▸ WORKING DATA:
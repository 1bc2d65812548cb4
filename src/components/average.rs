//! Averaging: the mean of a list input, and exponential smoothing of a
//! single-valued stream.

use super::{register_trigger, TriggerBuilder};
use crate::config::SubgraphConfig;
use crate::dataflow::{BuildContext, ComponentFactory, DataflowError, DataflowResult, TriggerComponent};
use crate::measurement::{Distance, Interpolate, Mean, Measurement, Payload, Pose, Position, Position2D, Rotation};
use parking_lot::Mutex;

pub(crate) fn register(factory: &mut ComponentFactory) {
    let builders: [(&str, TriggerBuilder); 10] = [
        ("DistanceListAverage", list_average::<Distance>),
        ("PositionList2DAverage", list_average::<Position2D>),
        ("PositionListAverage", list_average::<Position>),
        ("PoseListAverage", list_average::<Pose>),
        ("RotationListAverage", list_average::<Rotation>),
        ("ExponentialSmoothingDistance", exponential_smoothing::<Distance>),
        ("ExponentialSmoothingPosition2D", exponential_smoothing::<Position2D>),
        ("ExponentialSmoothingPosition", exponential_smoothing::<Position>),
        ("ExponentialSmoothingRotation", exponential_smoothing::<Rotation>),
        ("ExponentialSmoothingPose", exponential_smoothing::<Pose>),
    ];
    for (class, build) in builders {
        register_trigger(factory, class, build);
    }
}

/// Mean of the `Input` list, expanded as configured by `expansion`.
pub fn list_average<T>(config: &SubgraphConfig, ctx: &BuildContext) -> DataflowResult<TriggerComponent>
where
    T: Payload + Mean,
{
    let mut trig = TriggerComponent::new(config, ctx)?;
    let input = trig.expansion_input::<T>("Input")?;
    let output = trig.output::<T>("Output")?;
    trig.set_compute(move |t| {
        let list = input.values()?;
        let mean = T::mean(&list)
            .ok_or_else(|| DataflowError::NotEnoughData("cannot average an empty list".to_string()))?;
        output.send(Measurement::new(t, mean));
        Ok(())
    });
    Ok(trig)
}

/// `mean = alpha * value + (1 - alpha) * mean`; the first value
/// initializes the mean.
pub fn exponential_smoothing<T>(config: &SubgraphConfig, ctx: &BuildContext) -> DataflowResult<TriggerComponent>
where
    T: Payload + Interpolate,
{
    let alpha: f64 = config.attr_or("alpha", 0.5)?;
    if !(0.0..=1.0).contains(&alpha) {
        return Err(DataflowError::invalid_attribute(
            &config.id,
            "alpha",
            format!("must lie in [0, 1], got {alpha}"),
        ));
    }
    let mut trig = TriggerComponent::new(config, ctx)?;
    let input = trig.input::<T>("Input")?;
    let output = trig.output::<T>("Output")?;
    let mean: Mutex<Option<T>> = Mutex::new(None);
    trig.set_compute(move |t| {
        let value = input.value()?;
        let smoothed = {
            let mut mean = mean.lock();
            let next = match mean.as_ref() {
                None => value,
                Some(previous) => previous.interpolate(&value, alpha),
            };
            *mean = Some(next.clone());
            next
        };
        tracing::trace!("Exponential smoothing: {:?}", smoothed);
        output.send(Measurement::new(t, smoothed));
        Ok(())
    });
    Ok(trig)
}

▸ YOUR INSTRUCTIONS:
Please print the records above exactly from their first line. End with the line containing "let builders: [(&str, TriggerBuilder);", and include it.

▸ RESULT BELOW:
repository 1bc2d65812548cb4
filename src/components/average.rs
//! Averaging: the mean of a list input, and exponential smoothing of a
//! single-valued stream.

use super::{register_trigger, TriggerBuilder};
use crate::config::SubgraphConfig;
use crate::dataflow::{BuildContext, ComponentFactory, DataflowError, DataflowResult, TriggerComponent};
use crate::measurement::{Distance, Interpolate, Mean, Measurement, Payload, Pose, Position, Position2D, Rotation};
use parking_lot::Mutex;

pub(crate) fn register(factory: &mut ComponentFactory) {
    let builders: [(&str, TriggerBuilder); 10] = [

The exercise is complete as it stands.